Why do pickles not spoil but sambhar gets spoiled?

Pickles

* High acidity: Pickles are typically made with a high concentration of vinegar, which has a low pH level. This acidic environment inhibits the growth of bacteria and other microorganisms that cause spoilage.

* Salt: Salt is another common ingredient in pickles, and it also helps to preserve them by drawing water out of the food and creating an inhospitable environment for bacteria.

* Sugar: Sugar can help to preserve pickles by binding to water molecules and preventing them from being used by bacteria.

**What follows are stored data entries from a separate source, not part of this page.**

//! Common types used across the application.

pub mod fuel;
pub mod grams;
pub mod id;

pub use fuel::{
    BiofuelFeedstock, BiofuelGeneration, CarbonSource, EFuelProductionMethod, FuelCategory,
    FuelType, RenewableElectricitySource,
};
pub use grams::GramsCo2e;
pub use id::*;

* Anaerobic conditions: Pickles are often sealed in jars or other airtight containers, which creates an anaerobic environment that further inhibits the growth of bacteria.

Sambar

* Low acidity: Sambar is typically made with a relatively low concentration of vinegar or other acidic ingredients, which makes it more susceptible to spoilage.

* High moisture content: Sambar is also a relatively moist dish, which provides a good environment for bacteria to grow.

* Presence of nutrients: Sambar contains a variety of nutrients, such as proteins, carbohydrates, and vitamins, which can be used by bacteria for growth.

* Aerobic conditions: Sambar is typically stored in open containers, which allows it to come into contact with oxygen. This creates an aerobic environment that is ideal for the growth of bacteria.

In summary, the combination of high acidity, salt, sugar, and anaerobic conditions in pickles helps to prevent spoilage, while the low acidity, high moisture content, presence of nutrients, and aerobic conditions in sambar make it more susceptible to spoilage.